■ **Task brief**:
Give back exactly the lines of the entries below from the line with "async fn main()" to the line with "let cli = Cli::parse();", inclusive, and only those.

**********

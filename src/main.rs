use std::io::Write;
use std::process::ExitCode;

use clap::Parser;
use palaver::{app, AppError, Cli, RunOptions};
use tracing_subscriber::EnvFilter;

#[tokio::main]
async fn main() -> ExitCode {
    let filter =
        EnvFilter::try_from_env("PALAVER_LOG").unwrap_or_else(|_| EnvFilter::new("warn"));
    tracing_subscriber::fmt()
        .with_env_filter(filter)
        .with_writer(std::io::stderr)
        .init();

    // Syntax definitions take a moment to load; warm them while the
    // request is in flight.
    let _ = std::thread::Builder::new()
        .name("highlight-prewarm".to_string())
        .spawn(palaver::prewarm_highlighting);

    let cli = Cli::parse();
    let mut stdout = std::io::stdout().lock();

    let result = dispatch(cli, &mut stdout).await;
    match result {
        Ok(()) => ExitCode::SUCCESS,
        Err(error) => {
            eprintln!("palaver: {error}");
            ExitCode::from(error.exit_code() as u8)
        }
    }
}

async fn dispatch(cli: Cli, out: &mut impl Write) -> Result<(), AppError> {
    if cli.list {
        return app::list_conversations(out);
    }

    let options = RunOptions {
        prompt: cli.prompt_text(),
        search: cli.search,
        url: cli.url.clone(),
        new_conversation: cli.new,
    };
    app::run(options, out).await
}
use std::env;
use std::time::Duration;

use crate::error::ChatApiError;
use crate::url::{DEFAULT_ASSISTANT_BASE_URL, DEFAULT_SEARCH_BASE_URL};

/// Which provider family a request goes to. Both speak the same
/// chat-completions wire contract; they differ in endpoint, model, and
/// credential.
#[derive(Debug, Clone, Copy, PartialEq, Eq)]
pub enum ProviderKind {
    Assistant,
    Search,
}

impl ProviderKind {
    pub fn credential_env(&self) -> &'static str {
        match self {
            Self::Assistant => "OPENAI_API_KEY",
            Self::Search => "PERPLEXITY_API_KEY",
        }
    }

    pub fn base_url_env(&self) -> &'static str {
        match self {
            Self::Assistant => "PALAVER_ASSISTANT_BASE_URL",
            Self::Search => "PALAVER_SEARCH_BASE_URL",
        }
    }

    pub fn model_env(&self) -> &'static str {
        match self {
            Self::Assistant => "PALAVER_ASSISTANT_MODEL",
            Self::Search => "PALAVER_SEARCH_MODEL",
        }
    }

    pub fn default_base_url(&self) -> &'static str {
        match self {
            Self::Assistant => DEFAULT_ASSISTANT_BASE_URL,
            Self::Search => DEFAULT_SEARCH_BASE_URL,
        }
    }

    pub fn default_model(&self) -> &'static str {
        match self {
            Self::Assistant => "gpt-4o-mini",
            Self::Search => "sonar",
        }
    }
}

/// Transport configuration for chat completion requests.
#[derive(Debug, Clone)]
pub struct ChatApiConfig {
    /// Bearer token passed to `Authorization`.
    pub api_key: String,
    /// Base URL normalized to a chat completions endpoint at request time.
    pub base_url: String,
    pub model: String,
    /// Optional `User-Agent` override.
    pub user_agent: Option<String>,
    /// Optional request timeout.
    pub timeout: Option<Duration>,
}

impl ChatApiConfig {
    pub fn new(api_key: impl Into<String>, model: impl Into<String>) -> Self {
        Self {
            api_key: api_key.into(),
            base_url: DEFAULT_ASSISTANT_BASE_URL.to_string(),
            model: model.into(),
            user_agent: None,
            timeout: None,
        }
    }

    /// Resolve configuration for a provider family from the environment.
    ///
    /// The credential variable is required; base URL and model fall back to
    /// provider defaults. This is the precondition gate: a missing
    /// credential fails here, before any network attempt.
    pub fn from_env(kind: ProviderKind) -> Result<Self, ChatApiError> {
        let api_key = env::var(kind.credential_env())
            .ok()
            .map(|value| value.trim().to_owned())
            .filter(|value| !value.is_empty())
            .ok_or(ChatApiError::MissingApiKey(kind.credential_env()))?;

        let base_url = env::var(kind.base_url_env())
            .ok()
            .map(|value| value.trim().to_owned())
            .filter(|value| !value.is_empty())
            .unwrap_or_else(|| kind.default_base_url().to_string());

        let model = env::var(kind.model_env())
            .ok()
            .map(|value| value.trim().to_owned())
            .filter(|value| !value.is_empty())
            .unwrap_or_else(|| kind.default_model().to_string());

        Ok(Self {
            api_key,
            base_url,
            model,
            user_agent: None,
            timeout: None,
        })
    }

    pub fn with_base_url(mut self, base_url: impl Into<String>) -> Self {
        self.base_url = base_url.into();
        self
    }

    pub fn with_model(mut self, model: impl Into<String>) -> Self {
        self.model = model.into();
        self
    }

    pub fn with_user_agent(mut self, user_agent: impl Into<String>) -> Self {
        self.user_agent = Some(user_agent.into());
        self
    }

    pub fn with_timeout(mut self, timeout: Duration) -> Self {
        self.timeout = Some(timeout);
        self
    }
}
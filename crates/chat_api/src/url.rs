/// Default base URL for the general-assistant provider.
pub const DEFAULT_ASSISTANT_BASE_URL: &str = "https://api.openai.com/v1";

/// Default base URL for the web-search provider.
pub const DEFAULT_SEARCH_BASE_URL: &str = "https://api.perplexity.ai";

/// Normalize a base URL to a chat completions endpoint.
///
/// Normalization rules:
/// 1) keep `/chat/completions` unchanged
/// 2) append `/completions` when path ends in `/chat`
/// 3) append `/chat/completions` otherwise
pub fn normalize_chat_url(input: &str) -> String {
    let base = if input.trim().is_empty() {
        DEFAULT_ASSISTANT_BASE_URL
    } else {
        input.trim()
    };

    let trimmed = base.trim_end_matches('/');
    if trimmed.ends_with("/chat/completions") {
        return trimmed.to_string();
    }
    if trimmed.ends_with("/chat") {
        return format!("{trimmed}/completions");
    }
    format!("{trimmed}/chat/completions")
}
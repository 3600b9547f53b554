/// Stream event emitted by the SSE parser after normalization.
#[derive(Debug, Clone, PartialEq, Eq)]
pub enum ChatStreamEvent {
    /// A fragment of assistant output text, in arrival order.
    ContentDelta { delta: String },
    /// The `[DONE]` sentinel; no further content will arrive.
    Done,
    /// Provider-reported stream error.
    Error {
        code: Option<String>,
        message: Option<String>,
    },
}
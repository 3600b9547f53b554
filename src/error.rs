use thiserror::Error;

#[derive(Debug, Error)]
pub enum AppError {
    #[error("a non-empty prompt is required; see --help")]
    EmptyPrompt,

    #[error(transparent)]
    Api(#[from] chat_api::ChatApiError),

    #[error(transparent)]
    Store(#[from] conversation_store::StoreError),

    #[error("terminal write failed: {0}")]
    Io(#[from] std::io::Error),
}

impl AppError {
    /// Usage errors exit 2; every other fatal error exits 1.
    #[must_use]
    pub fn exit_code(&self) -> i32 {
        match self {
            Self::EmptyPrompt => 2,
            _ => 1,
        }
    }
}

**********

■ **Solution to this problem**:
async fn main() -> ExitCode {
    let filter =
        EnvFilter::try_from_env("PALAVER_LOG").unwrap_or_else(|_| EnvFilter::new("warn"));
    tracing_subscriber::fmt()
        .with_env_filter(filter)
        .with_writer(std::io::stderr)
        .init();

    // Syntax definitions take a moment to load; warm them while the
    // request is in flight.
    let _ = std::thread::Builder::new()
        .name("highlight-prewarm".to_string())
        .spawn(palaver::prewarm_highlighting);

    let cli = Cli::parse();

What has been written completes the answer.